Laminitis is inflammation of the laminae of the foot. The laminae are tiny finger like structures in the hoof that interlock to join the coffin bone to the hoof wall effectively suspending the bones of the foot inside the hoof wall. Inflammation damages the laminae making them unable to hold the coffin bone in place. With the weight of the horse pushing the coffin bone toward the ground and the pull of the deep digital flexor tendon rotating the coffin bone, the coffin bone will sink and rotate within the hoof. This process is extremely painful to the horse and results in lameness. Laminitis is the result of many disease conditions. Risk factors for developing laminitis include: carbohydrate (sugar, starch, fructan) overload, colic, diarrhea, excessive concussion, retained placenta, drug reactions, systemic infection, injury, obesity, genetics, and insulin resistance. Controlling the risk factors and preventing laminitis is easier than the cure. Nutrition counter measures to avoid laminitis include the following. The base diet should consist of forage and fiber rather than sugar and starch. Low carbohydrate feeds are available commercially and should be fed to these horses.
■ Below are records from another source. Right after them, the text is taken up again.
//! Client for insight-style block explorer REST APIs.
//!
//! Wire integer values are satoshi-like and get shifted by the chain's
//! declared decimal place before entering the model.

use serde::Deserialize;
use serde_json::{json, Value};

use super::{wire_decimal, wire_string, NodeClient};
use crate::config::Config;
use crate::error::Error;
use crate::model::{Block, TokenBalance, TokenReceipt, Transaction, Unspent, Vin, Vout};
use async_trait::async_trait;
use qsk_common::precision::Precision;
use qsk_common::AddressBalance;

/// A client for an insight-style explorer HTTP API.
#[derive(Debug)]
pub struct ExplorerClient {
    client: reqwest::Client,
    base_url: String,
    symbol: String,
    precision: Precision,
    stake_confirmations: u64,
}

impl ExplorerClient {
    /// Create a new explorer client using the given `url` as API base.
    pub fn new(url: &str, config: &Config) -> Result<Self, Error> {
        let mut builder = reqwest::Client::builder();
        if let Some(timeout) = config.timeout {
            builder = builder.timeout(timeout);
        }
        Ok(ExplorerClient {
            client: builder.build()?,
            base_url: url.trim_end_matches('/').to_string(),
            symbol: config.symbol.clone(),
            precision: Precision::new(config.decimals)
                .map_err(|e| Error::Generic(e.to_string()))?,
            stake_confirmations: config.stake_confirmations,
        })
    }

    async fn get(&self, path: &str) -> Result<Value, Error> {
        let url = format!("{}/{}", self.base_url, path);
        let response = self
            .client
            .get(&url)
            .send()
            .await
            .map_err(|e| Error::Unavailable(e.to_string()))?;
        let status = response.status();
        let text = response
            .text()
            .await
            .map_err(|e| Error::Unavailable(e.to_string()))?;
        if !status.is_success() {
            return Err(Error::Generic(text));
        }
        Ok(serde_json::from_str(&text)?)
    }

    async fn post(&self, path: &str, body: Value) -> Result<Value, Error> {
        let url = format!("{}/{}", self.base_url, path);
        let response = self
            .client
            .post(&url)
            .json(&body)
            .send()
            .await
            .map_err(|e| Error::Unavailable(e.to_string()))?;
        let status = response.status();
        let text = response
            .text()
            .await
            .map_err(|e| Error::Unavailable(e.to_string()))?;
        if !status.is_success() {
            return Err(Error::Generic(text));
        }
        Ok(serde_json::from_str(&text)?)
    }

    /// The fee rate suggested by the explorer, in native units per kilobyte.
    pub async fn estimate_fee_rate(&self) -> Result<String, Error> {
        let info: ExplorerInfo = serde_json::from_value(self.get("info").await?)?;
        Ok(wire_decimal(&info.fee_rate).normalize().to_string())
    }

    /// The token holdings the explorer decoded for an address, one entry
    /// per contract. Not on [`NodeClient`]: a bare node cannot answer this
    /// without executing the contract.
    pub async fn token_balances(&self, address: &str) -> Result<Vec<TokenBalance>, Error> {
        let result = self.get(&format!("address/{address}")).await?;
        let info: ExplorerAddress = serde_json::from_value(result)?;
        Ok(info
            .qrc20_balances
            .into_iter()
            .map(|entry| TokenBalance {
                contract_address: format!("0x{}", entry.address_hex),
                name: entry.name,
                symbol: entry.symbol,
                decimals: entry.decimals,
                balance: wire_string(&entry.balance),
            })
            .collect())
    }

    /// Paged transaction history over several addresses at once.
    pub async fn multi_address_transactions(
        &self,
        offset: usize,
        limit: usize,
        addresses: &[String],
    ) -> Result<Vec<Transaction>, Error> {
        let body = json!({
            "addrs": addresses.join(","),
            "from": offset,
            "to": offset + limit,
        });
        let result = self.post("addrs/txs", body).await?;
        let page: ExplorerTxPage = serde_json::from_value(result)?;
        Ok(page
            .items
            .into_iter()
            .map(|tx| tx.into_transaction(&self.precision))
            .collect())
    }
}

#[async_trait]
impl NodeClient for ExplorerClient {
    async fn tip_height(&self) -> Result<u64, Error> {
        let info: ExplorerInfo = serde_json::from_value(self.get("info").await?)?;
        Ok(info.height)
    }

    async fn block_hash(&self, height: u64) -> Result<String, Error> {
        match self.get(&format!("block/{height}")).await {
            Ok(result) => {
                let block: ExplorerBlockHash = serde_json::from_value(result)?;
                Ok(block.hash)
            }
            Err(Error::Generic(_)) => Err(Error::HeightNotFound(height)),
            Err(e) => Err(e),
        }
    }

    async fn block(&self, hash: &str) -> Result<Block, Error> {
        let result = self.get(&format!("block/{hash}")).await?;
        let block: ExplorerBlock = serde_json::from_value(result)?;
        Ok(block.into())
    }

    async fn transaction(&self, tx_id: &str) -> Result<Transaction, Error> {
        match self.get(&format!("tx/{tx_id}")).await {
            Ok(result) => {
                let tx: ExplorerTx = serde_json::from_value(result)?;
                Ok(tx.into_transaction(&self.precision))
            }
            Err(Error::Generic(reason)) => Err(Error::TxNotFound(reason)),
            Err(e) => Err(e),
        }
    }

    async fn tx_out(&self, tx_id: &str, vout: u64) -> Result<Vout, Error> {
        let tx = self.transaction(tx_id).await?;
        tx.vouts
            .into_iter()
            .find(|out| out.n == vout)
            .ok_or_else(|| Error::MissingVout {
                txid: tx_id.to_string(),
                vout,
            })
    }

    async fn mempool_tx_ids(&self) -> Result<Vec<String>, Error> {
        // The explorer has no mempool endpoint; push notifications come in
        // over the websocket subscription instead.
        Ok(Vec::new())
    }

    async fn list_unspent(&self, addresses: &[String]) -> Result<Vec<Unspent>, Error> {
        let mut utxos = Vec::new();
        for address in addresses {
            let result = self.get(&format!("address/{address}/utxo")).await?;
            let entries: Vec<ExplorerUnspent> = serde_json::from_value(result)?;
            utxos.extend(
                entries
                    .into_iter()
                    .map(|entry| entry.into_unspent(&self.precision, self.stake_confirmations)),
            );
        }
        Ok(utxos)
    }

    async fn broadcast(&self, raw_hex: &str) -> Result<String, Error> {
        let result = self.post("tx/send", json!({ "rawtx": raw_hex })).await?;
        let sent: ExplorerSent = serde_json::from_value(result)?;
        Ok(sent.txid)
    }

    async fn address_balance(&self, address: &str) -> Result<AddressBalance, Error> {
        let result = self.get(&format!("address/{address}")).await?;
        let info: ExplorerAddress = serde_json::from_value(result)?;
        let balance = wire_decimal(&info.balance);
        let unconfirmed = wire_decimal(&info.unconfirmed);
        Ok(AddressBalance {
            symbol: self.symbol.clone(),
            address: address.to_string(),
            balance: self.precision.shift(balance).normalize().to_string(),
            unconfirm_balance: self.precision.shift(unconfirmed).normalize().to_string(),
            confirm_balance: self
                .precision
                .shift(balance - unconfirmed)
                .normalize()
                .to_string(),
        })
    }
}

#[derive(Deserialize)]
struct ExplorerInfo {
    #[serde(default)]
    height: u64,
    #[serde(rename = "feeRate", default)]
    fee_rate: Value,
}

#[derive(Deserialize)]
struct ExplorerBlockHash {
    hash: String,
}

#[derive(Deserialize)]
struct ExplorerBlock {
    hash: String,
    #[serde(default)]
    confirmations: u64,
    #[serde(rename = "merkleRoot", default)]
    merkle_root: String,
    #[serde(rename = "prevHash", default)]
    prev_hash: String,
    height: u64,
    #[serde(default)]
    version: u64,
    #[serde(default)]
    timestamp: u64,
    #[serde(default)]
    transactions: Vec<String>,
}

impl From<ExplorerBlock> for Block {
    fn from(block: ExplorerBlock) -> Self {
        Block {
            hash: block.hash,
            confirmations: block.confirmations,
            merkle_root: block.merkle_root,
            previous_hash: block.prev_hash,
            height: block.height,
            version: block.version,
            time: block.timestamp,
            tx: block.transactions,
        }
    }
}

#[derive(Deserialize)]
struct ExplorerTxPage {
    #[serde(default)]
    items: Vec<ExplorerTx>,
}

#[derive(Deserialize)]
struct ExplorerTx {
    id: String,
    #[serde(default)]
    size: u64,
    #[serde(default)]
    version: u64,
    #[serde(rename = "lockTime", default)]
    lock_time: i64,
    #[serde(rename = "blockHash", default)]
    block_hash: String,
    #[serde(rename = "blockHeight", default)]
    block_height: i64,
    #[serde(default)]
    confirmations: u64,
    #[serde(default)]
    timestamp: i64,
    #[serde(default)]
    fees: Value,
    #[serde(rename = "isCoinbase", default)]
    is_coinbase: bool,
    #[serde(rename = "isCoinstake", default)]
    is_coinstake: bool,
    #[serde(default)]
    inputs: Vec<ExplorerVin>,
    #[serde(default)]
    outputs: Vec<ExplorerVout>,
    #[serde(rename = "qrc20TokenTransfers", default)]
    qrc20_token_transfers: Vec<ExplorerTokenTransfer>,
}

impl ExplorerTx {
    fn into_transaction(self, precision: &Precision) -> Transaction {
        let block_height = self.block_height.max(0) as u64;
        let vins = self
            .inputs
            .iter()
            .enumerate()
            .map(|(i, input)| Vin {
                tx_id: input.prev_tx_id.clone(),
                vout: input.output_index,
                address: input.address.clone(),
                value: precision.shift(wire_decimal(&input.value)).normalize().to_string(),
                n: i as u64,
            })
            .collect();
        let vouts = self
            .outputs
            .iter()
            .enumerate()
            .map(|(i, output)| {
                let script = output.script_pub_key.clone().unwrap_or_default();
                Vout {
                    n: i as u64,
                    address: output.address.clone(),
                    value: precision
                        .shift(wire_decimal(&output.value))
                        .normalize()
                        .to_string(),
                    script_pub_key: script.hex,
                    script_type: script.script_type,
                }
            })
            .collect();
        let token_receipts: Vec<TokenReceipt> = self
            .qrc20_token_transfers
            .iter()
            .map(|receipt| TokenReceipt {
                from: receipt.from.clone(),
                to: receipt.to.clone(),
                // Raw integer amount; token decimals live on the contract.
                amount: wire_string(&receipt.value),
                contract_address: format!("0x{}", receipt.address_hex),
                tx_hash: self.id.clone(),
                block_hash: self.block_hash.clone(),
                block_height,
            })
            .collect();
        Transaction {
            tx_id: self.id,
            size: self.size,
            version: self.version,
            lock_time: self.lock_time,
            block_hash: self.block_hash,
            block_height,
            confirmations: self.confirmations,
            block_time: self.timestamp,
            is_coinbase: self.is_coinbase,
            is_coinstake: self.is_coinstake,
            is_token_transfer: !token_receipts.is_empty(),
            fees: precision.shift(wire_decimal(&self.fees)).normalize().to_string(),
            vins,
            vouts,
            token_receipts,
        }
    }
}

#[derive(Deserialize)]
struct ExplorerVin {
    #[serde(rename = "prevTxId", default)]
    prev_tx_id: String,
    #[serde(rename = "outputIndex", default)]
    output_index: u64,
    #[serde(default)]
    address: String,
    #[serde(default)]
    value: Value,
}

#[derive(Deserialize)]
struct ExplorerVout {
    #[serde(default)]
    value: Value,
    #[serde(default)]
    address: String,
    #[serde(rename = "scriptPubKey", default)]
    script_pub_key: Option<ExplorerScript>,
}

#[derive(Deserialize, Default, Clone)]
struct ExplorerScript {
    #[serde(default)]
    hex: String,
    #[serde(rename = "type", default)]
    script_type: String,
}

#[derive(Deserialize)]
struct ExplorerTokenTransfer {
    #[serde(default)]
    from: String,
    #[serde(default)]
    to: String,
    #[serde(default)]
    value: Value,
    #[serde(rename = "addressHex", default)]
    address_hex: String,
}

#[derive(Deserialize)]
struct ExplorerUnspent {
    #[serde(rename = "transactionId", default)]
    transaction_id: String,
    #[serde(rename = "outputIndex", default)]
    output_index: u64,
    #[serde(default)]
    address: String,
    #[serde(rename = "scriptPubKey", default)]
    script_pub_key: String,
    #[serde(default)]
    value: Value,
    #[serde(default)]
    confirmations: u64,
    #[serde(rename = "isStake", default)]
    is_stake: bool,
}

impl ExplorerUnspent {
    fn into_unspent(self, precision: &Precision, stake_confirmations: u64) -> Unspent {
        // Staked outputs stay locked until they mature.
        let spendable = !self.is_stake || self.confirmations >= stake_confirmations;
        Unspent {
            tx_id: self.transaction_id,
            vout: self.output_index,
            address: self.address,
            script_pub_key: self.script_pub_key,
            amount: precision.shift(wire_decimal(&self.value)).normalize().to_string(),
            confirmations: self.confirmations,
            spendable,
        }
    }
}

#[derive(Deserialize)]
struct ExplorerSent {
    txid: String,
}

#[derive(Deserialize)]
struct ExplorerAddress {
    #[serde(default)]
    balance: Value,
    #[serde(default)]
    unconfirmed: Value,
    #[serde(rename = "qrc20Balances", default)]
    qrc20_balances: Vec<ExplorerTokenBalance>,
}

#[derive(Deserialize)]
struct ExplorerTokenBalance {
    #[serde(rename = "addressHex", default)]
    address_hex: String,
    #[serde(default)]
    name: String,
    #[serde(default)]
    symbol: String,
    #[serde(default)]
    decimals: u32,
    #[serde(default)]
    balance: Value,
}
If horses need to gain condition, consider adding dietary fat (vegetable oil) as an energy source. Only feed grain that has been physically processed (ground, rolled, crimped, pelleted) to prevent undigested grain from reaching the hindgut and causing digestive upset and laminitis. Feed smaller more frequent meals rather than large single meals. Make all dietary changes slowly (7-10 days). Control body weight and body condition with regular exercise to prevent obesity and insulin resistance. Horses should be maintained in a body condition score between 4 and 6. Consider not grazing at risk horses. If grazing is allowed, using a grazing muzzle and grazing early in the morning can help reduce the ingestion of high sugar grasses.